▶ **TASK ITEM**
Exactly how many lines in this listing contain "traits"? Only the number is needed.

--- EXTRACTED INFORMATION Enclosed Below ---

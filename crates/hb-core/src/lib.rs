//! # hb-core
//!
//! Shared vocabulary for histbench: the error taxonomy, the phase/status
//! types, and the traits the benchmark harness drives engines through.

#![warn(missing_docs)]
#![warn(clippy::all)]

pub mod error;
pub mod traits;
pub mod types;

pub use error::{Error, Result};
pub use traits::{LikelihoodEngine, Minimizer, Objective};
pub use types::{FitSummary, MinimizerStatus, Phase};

--- End of Enclosed EXTRACTED INFORMATION ---

▶ **EXERCISE ANSWER**
3